Rzecz o rekrutacjach
02.06.17r.
Pojawiły się tu i ówdzie opracowania, w których nasza Spółka chwali się swoimi osiągnięciami w zakresie rekrutacji nowych pracowników.
My patrzymy na to troszeczkę inaczej. A wy?
Pojawiły się tu i ówdzie opracowania, w których nasza Spółka chwali się swoimi osiągnieciami w zakresie rekrutacji nowych pracowników. Jedno z nich zatytułowano: „Rekrutacja – skutecznie poszukujemy nowych Pracowników”, wzbudzając tym samym uśmiech naszego politowania. Jak skutecznie, o tym chyba nie musimy pisać. Każdy widzi na co dzień w swoim urzędzie.
Nie trzeba byłoby ich jednak poszukiwać, gdyby priorytetowo potraktowano, zgodnie z wnioskiem WZZPP, wzrost wynagrodzeń w tych obszarach, gdzie brak pracowników jest najbardziej zauważalny. Pracodawca sam przyznaje, że największe braki odczuwamy wśród listonoszy, kierowców, pracowników obsługi klienta i WER. Tylko co z tego? Wiemy, wiemy: „W czasie rozmów z Partnerami Społecznymi, Zarząd Poczty Polskiej proponował zróżnicowanie wzrostu wynagrodzeń tak, aby podwyżki otrzymali przede wszystkim najniżej zarabiający. Związkom Zawodowym zależało jednak na tym, aby podwyżki dostali wszyscy Pracownicy. Zarząd przystał na takie rozwiązanie”. Musimy w tym miejscu umieścić również inny cytat: „Listonosze mówią, że pracują po 10-11 godzin dziennie. To nie są godziny, które są całkowicie rozliczane, ale jest to wyraz życzliwości pracowników wobec firmy. Gdyby przestrzegać prawa pracy, to podejrzewam, że firma miałaby olbrzymie kłopoty”. Wszystko jasne?

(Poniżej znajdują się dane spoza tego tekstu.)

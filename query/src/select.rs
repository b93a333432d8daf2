//! SELECT compilation.
//!
//! A `SelectCoreStmt` is one `SELECT ... FROM ... WHERE ... GROUP BY ...`
//! block. A `SelectStmt` is a compound chain of cores followed by the
//! ORDER BY, OFFSET and LIMIT modifiers that apply to the whole chain.

use tessera_core::{cast_as_integer, Path};
use tessera_expr::{AggregateCall, Environment, Expr};
use tessera_stream::{Operator, Stream};
use tracing::{debug, trace};

use crate::{CompoundSelectStmt, QueryError, QueryResult, StreamStmt};

/// A single SELECT block.
#[derive(Debug, Clone, PartialEq, Default)]
pub struct SelectCoreStmt {
    /// `None` for a SELECT without FROM.
    pub table_name: Option<String>,
    pub distinct: bool,
    pub where_expr: Option<Expr>,
    pub group_by_expr: Option<Expr>,
    /// Projected expressions, normally each wrapped in `Expr::Named`.
    pub projection_exprs: Vec<Expr>,
}

impl SelectCoreStmt {
    pub fn new(projection_exprs: Vec<Expr>) -> Self {
        Self {
            projection_exprs,
            ..Default::default()
        }
    }

    pub fn from_table(mut self, table: impl Into<String>) -> Self {
        self.table_name = Some(table.into());
        self
    }

    pub fn with_where(mut self, predicate: Expr) -> Self {
        self.where_expr = Some(predicate);
        self
    }

    pub fn with_group_by(mut self, key: Expr) -> Self {
        self.group_by_expr = Some(key);
        self
    }

    pub fn with_distinct(mut self) -> Self {
        self.distinct = true;
        self
    }

    /// Compile into a stream and its read-only flag.
    pub fn to_stream(&self) -> QueryResult<StreamStmt> {
        let mut stream = match &self.table_name {
            Some(table) => Stream::new(Operator::seq_scan(table.as_str())),
            None => Stream::empty(),
        };

        if let Some(predicate) = &self.where_expr {
            stream = stream.pipe(Operator::Filter(predicate.clone()));
        }

        let mut projections = self.projection_exprs.clone();
        match &self.group_by_expr {
            Some(key) => {
                let aggregators = resolve_grouping(key, &mut projections)?;
                stream = stream
                    .pipe(Operator::Sort(key.clone()))
                    .pipe(Operator::group_aggregate(Some(key.clone()), aggregators));
            }
            None => {
                let aggregators: Vec<AggregateCall> = projections
                    .iter()
                    .filter(|e| matches!(e, Expr::Named(_)))
                    .filter_map(|e| e.as_aggregator().cloned())
                    .collect();
                if !aggregators.is_empty() {
                    stream = stream.pipe(Operator::group_aggregate(None, aggregators));
                }
            }
        }

        if self.table_name.is_none() && projections.iter().any(Expr::references_document) {
            return Err(QueryError::NoTablesSpecified);
        }

        let read_only = !projections.iter().any(Expr::requires_write);
        stream = stream.pipe(Operator::Project(projections));

        if self.distinct {
            stream = Stream::new(Operator::Union(vec![stream]));
        }

        debug!(stream = %stream, read_only, "select core compiled");
        Ok(StreamStmt::new(stream, read_only))
    }
}

/// Collect the aggregators of a GROUP BY query and point projections of
/// the key at the grouped output field.
fn resolve_grouping(key: &Expr, projections: &mut [Expr]) -> QueryResult<Vec<AggregateCall>> {
    let mut aggregators = Vec::new();

    for projection in projections.iter_mut() {
        let named = match projection {
            Expr::Named(named) => named,
            other => return Err(QueryError::invalid_group_by_projection(other.to_string())),
        };

        if let Some(call) = named.expr.as_aggregator() {
            trace!(projection = %named.name, "projection is an aggregator");
            aggregators.push(call.clone());
            continue;
        }

        if named.expr.as_ref() == key {
            // The grouping stage stores the key under its rendering.
            trace!(projection = %named.name, "projection reads the group key");
            *named.expr = Expr::path(Path::field(key.to_string()));
            continue;
        }

        return Err(QueryError::invalid_group_by_projection(named.name.as_str()));
    }

    Ok(aggregators)
}

/// Sort direction of ORDER BY.
#[derive(Debug, Clone, Copy, PartialEq, Eq, Default)]
pub enum OrderDirection {
    #[default]
    Asc,
    Desc,
}

/// A full SELECT statement: a compound chain plus modifiers.
#[derive(Debug, Clone, PartialEq)]
pub struct SelectStmt {
    pub compound: CompoundSelectStmt,
    pub order_by: Option<Path>,
    pub order_direction: OrderDirection,
    pub offset_expr: Option<Expr>,
    pub limit_expr: Option<Expr>,
}

impl SelectStmt {
    pub fn new(compound: CompoundSelectStmt) -> Self {
        Self {
            compound,
            order_by: None,
            order_direction: OrderDirection::Asc,
            offset_expr: None,
            limit_expr: None,
        }
    }

    pub fn with_order_by(mut self, path: Path, direction: OrderDirection) -> Self {
        self.order_by = Some(path);
        self.order_direction = direction;
        self
    }

    pub fn with_offset(mut self, offset: Expr) -> Self {
        self.offset_expr = Some(offset);
        self
    }

    pub fn with_limit(mut self, limit: Expr) -> Self {
        self.limit_expr = Some(limit);
        self
    }

    /// Compile into a stream. The read-only flag is the compound chain's.
    pub fn to_stream(&self) -> QueryResult<StreamStmt> {
        let compound = self.compound.to_stream()?;
        let mut stream = compound.stream;

        if let Some(path) = &self.order_by {
            let key = Expr::path(path.clone());
            stream = stream.pipe(match self.order_direction {
                OrderDirection::Asc => Operator::Sort(key),
                OrderDirection::Desc => Operator::SortReverse(key),
            });
        }

        if let Some(offset) = &self.offset_expr {
            stream = stream.pipe(Operator::Skip(eval_count("offset", offset)?));
        }

        if let Some(limit) = &self.limit_expr {
            stream = stream.pipe(Operator::Take(eval_count("limit", limit)?));
        }

        debug!(stream = %stream, read_only = compound.read_only, "select compiled");
        Ok(StreamStmt::new(stream, compound.read_only))
    }
}

impl From<SelectCoreStmt> for SelectStmt {
    fn from(core: SelectCoreStmt) -> Self {
        SelectStmt::new(CompoundSelectStmt::new(core))
    }
}

/// Evaluate an OFFSET or LIMIT expression once, without a document.
fn eval_count(clause: &'static str, expr: &Expr) -> QueryResult<u64> {
    let value = expr.eval(&Environment::new())?;
    if !value.is_number() {
        return Err(QueryError::NotANumber {
            clause,
            found: value.value_type(),
        });
    }

    let count = cast_as_integer(&value)?;
    u64::try_from(count).map_err(|_| QueryError::NegativeCount {
        clause,
        value: count,
    })
}
//! In-memory catalog.

use std::cell::RefCell;
use std::collections::BTreeMap;

use tessera_core::{Document, ValueResult};
use tessera_expr::{Catalog, DocumentScan, EvalError, EvalResult};
use tracing::trace;

/// Tables held as ordered document lists, plus named sequences.
///
/// Sequences hand out 1, 2, 3, ... in order of calls.
#[derive(Debug, Default)]
pub struct MemoryCatalog {
    tables: BTreeMap<String, Vec<Document>>,
    sequences: RefCell<BTreeMap<String, i64>>,
}

impl MemoryCatalog {
    pub fn new() -> Self {
        Self::default()
    }

    /// Add a table with the given documents, replacing any table of the
    /// same name.
    pub fn with_table(mut self, name: impl Into<String>, docs: impl IntoIterator<Item = Document>) -> Self {
        self.tables.insert(name.into(), docs.into_iter().collect());
        self
    }

    /// Add a table whose documents are given as JSON objects.
    pub fn with_json_table(self, name: impl Into<String>, docs: &[&str]) -> ValueResult<Self> {
        let docs = docs
            .iter()
            .map(|json| Document::from_json_str(json))
            .collect::<ValueResult<Vec<_>>>()?;
        Ok(self.with_table(name, docs))
    }

    pub fn with_sequence(self, name: impl Into<String>) -> Self {
        self.sequences.borrow_mut().insert(name.into(), 0);
        self
    }

    /// Create an empty table if it does not exist yet.
    pub fn create_table(&mut self, name: impl Into<String>) {
        self.tables.entry(name.into()).or_default();
    }

    /// Append a document to a table, creating the table if needed.
    pub fn insert(&mut self, table: &str, doc: Document) {
        self.tables.entry(table.to_string()).or_default().push(doc);
    }

    pub fn table(&self, name: &str) -> Option<&[Document]> {
        self.tables.get(name).map(Vec::as_slice)
    }

    /// The last value handed out by a sequence, 0 if none yet.
    pub fn sequence_value(&self, name: &str) -> Option<i64> {
        self.sequences.borrow().get(name).copied()
    }
}

impl Catalog for MemoryCatalog {
    fn scan(&self, table: &str) -> EvalResult<DocumentScan<'_>> {
        let docs = self
            .tables
            .get(table)
            .ok_or_else(|| EvalError::unknown_table(table))?;
        trace!(table, documents = docs.len(), "memory scan");
        Ok(Box::new(docs.iter().cloned().map(Ok)))
    }

    fn next_sequence_value(&self, sequence: &str) -> EvalResult<i64> {
        let mut sequences = self.sequences.borrow_mut();
        let current = sequences
            .get_mut(sequence)
            .ok_or_else(|| EvalError::unknown_sequence(sequence))?;
        *current = current
            .checked_add(1)
            .ok_or_else(|| EvalError::storage(format!("sequence {} is exhausted", sequence)))?;
        Ok(*current)
    }
}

Jest jeszcze inny wymiar rekrutacji. Od jakiegoś czasu docierały do nas informacje o dziwnych nominacjach na stanowiska kierownicze w jednym z regionów sieci. Z jednej strony miało dochodzić do zatrudniania wbrew zaleceniom i rekomendacjom PKL-u, a z drugiej do dziwnych zamian i przenosin wbrew uczciwym i przejrzystym zasadom. Zgłosili się do nas pracownicy zaniepokojeni takimi praktykami. My, jako ich reprezentanci postanowiliśmy podzielić się naszymi obawami z centralą. Podnieśliśmy między innymi fakt, że rekrutacje rozpisywane są na obsadzone dotąd stanowiska, a nie na wakaty. Poprosiliśmy również o objęcie nadzorem konkretnej rekrutacji, co do której pracownicy mają obawy, że została rozpisana pod jednego, słusznego kandydata. Otrzymaliśmy lakoniczną odpowiedź. Zawarto w niej ogólne sformułowania dotyczące „szczególnych kompetencji” kandydata. Poinformowano nas przy tym, że wszystko odbywa się „w oparciu o obowiązującą procedurę rekrutacji przy zachowaniu najwyższych jej standardów”. Te „szczególne kompetencje”, ale z punktu widzenia pracowników, w niedalekiej przyszłości mają szanse ujrzeć światło dzienne.
My oczywiście tak łatwo nie odpuszczamy i wobec zlekceważenia tematu zadaliśmy 14 naprawdę prostych i konkretnych pytań dotyczących rekrutacji wzbudzającej podejrzenie, jak również braku rekrutacji na inne stanowisko. Odpowiedź nas poraża, ale jednocześnie wszystko wyjaśnia. „informujemy, że podejmowanie decyzji personalnych leży w kompetencjach Dyrektorów jednostek organizacyjnych Poczty Polskiej S.A. (…) podjęte w tej sprawie działania były zgodne z przepisami i miały na celu zaspokojenie potrzeb biznesu, przy jednoczesnym pozytywnym rozpatrzeniu prośby pracownika”. Hulaj zatem duszo, piekła nie ma! Wszystkie 14 pytań pozostało bez odpowiedzi.
Szkoda tylko, że tego typu problemy nie występują przy rekrutowaniu na przykład listonoszy.